Only an exact, line-for-line copy of the data will serve as the answer.

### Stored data
▼

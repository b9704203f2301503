use std::fs;
use std::io;
use std::rc::Rc;

use bigdecimal::BigDecimal;
use num_bigint::BigInt;
use num_traits::{FromPrimitive, ToPrimitive, Zero};
use thiserror::Error;

use crate::ast::{Block, Expr, Program, Stmt};
use crate::parser::parse_source;
use crate::runtime::builtin::lookup_builtin;
use crate::runtime::env::Env;
use crate::runtime::value::{FunctionValue, HashData, HashKey, HashPair, Value};

#[derive(Error, Debug, Clone, PartialEq)]
pub enum RuntimeError {
    #[error("identifier not found: {0}")]
    IdentifierNotFound(String),
    #[error("type mismatch: {left} {op} {right}")]
    TypeMismatch {
        left: &'static str,
        op: String,
        right: &'static str,
    },
    #[error("unknown operator: {op}{operand}")]
    UnknownUnaryOperator {
        op: String,
        operand: &'static str,
    },
    #[error("unknown operator: {left} {op} {right}")]
    UnknownOperator {
        left: &'static str,
        op: String,
        right: &'static str,
    },
    #[error("division by zero")]
    DivisionByZero,
    #[error("modulus by zero")]
    ModulusByZero,
    #[error("invalid shift amount")]
    InvalidShift,
    #[error("cannot assign to constant '{0}'")]
    AssignToConstant(String),
    #[error("cannot redeclare variable '{0}'")]
    RedeclareVariable(String),
    #[error("cannot redeclare constant '{0}'")]
    RedeclareConstant(String),
    #[error("invalid variable name '{0}'")]
    InvalidName(String),
    #[error("invalid assignment target")]
    InvalidAssignmentTarget,
    #[error("unusable as hash key: {0}")]
    UnusableHashKey(&'static str),
    #[error("not a hash: {0}")]
    NotAHash(&'static str),
    #[error("not a function: {0}")]
    NotAFunction(&'static str),
    #[error("index operator not supported: {0}")]
    IndexNotSupported(&'static str),
    #[error("wrong number of arguments: expected {expected}, got {got}")]
    WrongArity { expected: usize, got: usize },
    #[error("import path must be a string, got {0}")]
    ImportNotString(&'static str),
    #[error("could not read file: {0}")]
    ImportRead(String),
    #[error("parsing file {path} failed: {errors}")]
    ImportParse { path: String, errors: String },
    #[error("break outside of a loop")]
    InvalidBreak,
    #[error("continue outside of a loop")]
    InvalidContinue,
    #[error("{0}")]
    Message(String),
}

impl RuntimeError {
    pub fn msg(message: impl Into<String>) -> RuntimeError {
        RuntimeError::Message(message.into())
    }
}

/// Why evaluation of a node stopped early. `return`, `break`, `continue`
/// and runtime errors all unwind through the same channel; loops, calls and
/// the program top level each catch the causes they own.
pub enum UnwindCause {
    Error(RuntimeError),
    Return(Value),
    Break,
    Continue,
}

impl From<RuntimeError> for UnwindCause {
    fn from(error: RuntimeError) -> UnwindCause {
        UnwindCause::Error(error)
    }
}

type Outcome = Result<Value, UnwindCause>;

/// Evaluate a whole program. A top-level `return` yields its value; stray
/// `break`/`continue` are errors.
pub fn eval_program(program: &Program, env: &Env) -> Result<Value, RuntimeError> {
    let mut result = Value::Null;
    for stmt in &program.statements {
        match eval_stmt(stmt, env) {
            Ok(value) => result = value,
            Err(UnwindCause::Return(value)) => return Ok(value),
            Err(UnwindCause::Error(error)) => return Err(error),
            Err(UnwindCause::Break) => return Err(RuntimeError::InvalidBreak),
            Err(UnwindCause::Continue) => return Err(RuntimeError::InvalidContinue),
        }
    }
    Ok(result)
}

fn eval_stmt(stmt: &Stmt, env: &Env) -> Outcome {
    match stmt {
        Stmt::Let { name, value } => {
            let value = eval_expr(value, env)?;
            env.declare_var(name, value.clone())?;
            Ok(value)
        }
        Stmt::Const { name, value } => {
            let value = eval_expr(value, env)?;
            env.declare_const(name, value.clone())?;
            Ok(value)
        }
        Stmt::Return(value) => {
            let value = eval_expr(value, env)?;
            Err(UnwindCause::Return(value))
        }
        Stmt::While { cond, body } => loop {
            let condition = eval_expr(cond, env)?;
            if !condition.is_truthy() {
                return Ok(Value::Null);
            }
            // Each iteration gets a fresh scope so loop-local bindings
            // cannot leak or collide between rounds
            let body_env = Env::enclosed(env);
            match eval_block(body, &body_env) {
                Ok(_) => {}
                Err(UnwindCause::Break) => return Ok(Value::Null),
                Err(UnwindCause::Continue) => {}
                Err(other) => return Err(other),
            }
        },
        Stmt::For {
            init,
            cond,
            post,
            body,
        } => {
            // The init binding lives in a scope wrapped around the whole
            // loop, visible to cond, post and every iteration
            let loop_env = Env::enclosed(env);
            if let Some(init) = init {
                eval_stmt(init, &loop_env)?;
            }
            loop {
                if let Some(cond) = cond {
                    if !eval_expr(cond, &loop_env)?.is_truthy() {
                        return Ok(Value::Null);
                    }
                }
                let body_env = Env::enclosed(&loop_env);
                match eval_block(body, &body_env) {
                    Ok(_) => {}
                    Err(UnwindCause::Break) => return Ok(Value::Null),
                    Err(UnwindCause::Continue) => {}
                    Err(other) => return Err(other),
                }
                if let Some(post) = post {
                    eval_stmt(post, &loop_env)?;
                }
            }
        }
        Stmt::Break => Err(UnwindCause::Break),
        Stmt::Continue => Err(UnwindCause::Continue),
        Stmt::Expr(expr) => eval_expr(expr, env),
    }
}

// A block evaluates to its last statement's value; any unwind passes
// through untouched so the owner (loop, call, program) can catch it
fn eval_block(block: &Block, env: &Env) -> Outcome {
    let mut result = Value::Null;
    for stmt in &block.statements {
        result = eval_stmt(stmt, env)?;
    }
    Ok(result)
}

▲

### Exercise answer
repository b9704203f2301503
use std::fs;
use std::io;
use std::rc::Rc;

use bigdecimal::BigDecimal;
use num_bigint::BigInt;
use num_traits::{FromPrimitive, ToPrimitive, Zero};
use thiserror::Error;

use crate::ast::{Block, Expr, Program, Stmt};
use crate::parser::parse_source;
use crate::runtime::builtin::lookup_builtin;
use crate::runtime::env::Env;
use crate::runtime::value::{FunctionValue, HashData, HashKey, HashPair, Value};

#[derive(Error, Debug, Clone, PartialEq)]
pub enum RuntimeError {
    #[error("identifier not found: {0}")]
    IdentifierNotFound(String),
    #[error("type mismatch: {left} {op} {right}")]
    TypeMismatch {
        left: &'static str,
        op: String,
        right: &'static str,
    },
    #[error("unknown operator: {op}{operand}")]
    UnknownUnaryOperator {
        op: String,
        operand: &'static str,
    },
    #[error("unknown operator: {left} {op} {right}")]
    UnknownOperator {
        left: &'static str,
        op: String,
        right: &'static str,
    },
    #[error("division by zero")]
    DivisionByZero,
    #[error("modulus by zero")]
    ModulusByZero,
    #[error("invalid shift amount")]
    InvalidShift,
    #[error("cannot assign to constant '{0}'")]
    AssignToConstant(String),
    #[error("cannot redeclare variable '{0}'")]
    RedeclareVariable(String),
    #[error("cannot redeclare constant '{0}'")]
    RedeclareConstant(String),
    #[error("invalid variable name '{0}'")]
    InvalidName(String),
    #[error("invalid assignment target")]
    InvalidAssignmentTarget,
    #[error("unusable as hash key: {0}")]
    UnusableHashKey(&'static str),
    #[error("not a hash: {0}")]
    NotAHash(&'static str),
    #[error("not a function: {0}")]
    NotAFunction(&'static str),
    #[error("index operator not supported: {0}")]
    IndexNotSupported(&'static str),
    #[error("wrong number of arguments: expected {expected}, got {got}")]
    WrongArity { expected: usize, got: usize },
    #[error("import path must be a string, got {0}")]
    ImportNotString(&'static str),
    #[error("could not read file: {0}")]
    ImportRead(String),
    #[error("parsing file {path} failed: {errors}")]
    ImportParse { path: String, errors: String },
    #[error("break outside of a loop")]
    InvalidBreak,
    #[error("continue outside of a loop")]
    InvalidContinue,
    #[error("{0}")]
    Message(String),
}

impl RuntimeError {
    pub fn msg(message: impl Into<String>) -> RuntimeError {
        RuntimeError::Message(message.into())
    }
}

/// Why evaluation of a node stopped early. `return`, `break`, `continue`
/// and runtime errors all unwind through the same channel; loops, calls and
/// the program top level each catch the causes they own.
pub enum UnwindCause {
    Error(RuntimeError),
    Return(Value),
    Break,
    Continue,
}

impl From<RuntimeError> for UnwindCause {
    fn from(error: RuntimeError) -> UnwindCause {
        UnwindCause::Error(error)
    }
}

type Outcome = Result<Value, UnwindCause>;

/// Evaluate a whole program. A top-level `return` yields its value; stray
/// `break`/`continue` are errors.
pub fn eval_program(program: &Program, env: &Env) -> Result<Value, RuntimeError> {
    let mut result = Value::Null;
    for stmt in &program.statements {
        match eval_stmt(stmt, env) {
            Ok(value) => result = value,
            Err(UnwindCause::Return(value)) => return Ok(value),
            Err(UnwindCause::Error(error)) => return Err(error),
            Err(UnwindCause::Break) => return Err(RuntimeError::InvalidBreak),
            Err(UnwindCause::Continue) => return Err(RuntimeError::InvalidContinue),
        }
    }
    Ok(result)
}

fn eval_stmt(stmt: &Stmt, env: &Env) -> Outcome {
    match stmt {
        Stmt::Let { name, value } => {
            let value = eval_expr(value, env)?;
            env.declare_var(name, value.clone())?;
            Ok(value)
        }
        Stmt::Const { name, value } => {
            let value = eval_expr(value, env)?;
            env.declare_const(name, value.clone())?;
            Ok(value)
        }
        Stmt::Return(value) => {
            let value = eval_expr(value, env)?;
            Err(UnwindCause::Return(value))
        }
        Stmt::While { cond, body } => loop {
            let condition = eval_expr(cond, env)?;
            if !condition.is_truthy() {
                return Ok(Value::Null);
            }
            // Each iteration gets a fresh scope so loop-local bindings
            // cannot leak or collide between rounds
            let body_env = Env::enclosed(env);
            match eval_block(body, &body_env) {
                Ok(_) => {}
                Err(UnwindCause::Break) => return Ok(Value::Null),
                Err(UnwindCause::Continue) => {}
                Err(other) => return Err(other),
            }
        },
        Stmt::For {
            init,
            cond,
            post,
            body,
        } => {
            // The init binding lives in a scope wrapped around the whole
            // loop, visible to cond, post and every iteration
            let loop_env = Env::enclosed(env);
            if let Some(init) = init {
                eval_stmt(init, &loop_env)?;
            }
            loop {
                if let Some(cond) = cond {
                    if !eval_expr(cond, &loop_env)?.is_truthy() {
                        return Ok(Value::Null);
                    }
                }
                let body_env = Env::enclosed(&loop_env);
                match eval_block(body, &body_env) {
                    Ok(_) => {}
                    Err(UnwindCause::Break) => return Ok(Value::Null),
                    Err(UnwindCause::Continue) => {}
                    Err(other) => return Err(other),
                }
                if let Some(post) = post {
                    eval_stmt(post, &loop_env)?;
                }
            }
        }
        Stmt::Break => Err(UnwindCause::Break),
        Stmt::Continue => Err(UnwindCause::Continue),
        Stmt::Expr(expr) => eval_expr(expr, env),
    }
}

// A block evaluates to its last statement's value; any unwind passes
// through untouched so the owner (loop, call, program) can catch it
fn eval_block(block: &Block, env: &Env) -> Outcome {
    let mut result = Value::Null;
    for stmt in &block.statements {
        result = eval_stmt(stmt, env)?;
    }
    Ok(result)
}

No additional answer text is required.